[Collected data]
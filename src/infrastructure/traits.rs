//! I/O boundary traits for testability
//!
//! Commands reach process-global state only through these traits, so they
//! can be exercised with recording implementations.

use std::fmt;

use tracing::level_filters::LevelFilter;

use crate::infrastructure::error::LoggingError;

/// A logging namespace whose verbosity can be adjusted.
#[derive(Debug, Clone, PartialEq, Eq, Hash, PartialOrd, Ord)]
pub enum Subsystem {
    /// The root logger: applies wherever no narrower directive matches.
    Root,
    /// A tracing target prefix, usually a module path.
    Target(String),
}

impl fmt::Display for Subsystem {
    fn fmt(&self, f: &mut fmt::Formatter<'_>) -> fmt::Result {
        match self {
            Subsystem::Root => f.write_str("."),
            Subsystem::Target(target) => f.write_str(target),
        }
    }
}

/// Runtime control of log verbosity.
pub trait LogLevels {
    /// Set the level for one subsystem, leaving other subsystems untouched.
    fn set_level(&self, subsystem: &Subsystem, level: LevelFilter) -> Result<(), LoggingError>;
}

Your assignment
The response must consist solely of the lines from the first line of the entries through the line containing "use std::fmt;", repeated exactly.

Reply
filename src/infrastructure/traits.rs
//! I/O boundary traits for testability
//!
//! Commands reach process-global state only through these traits, so they
//! can be exercised with recording implementations.

use std::fmt;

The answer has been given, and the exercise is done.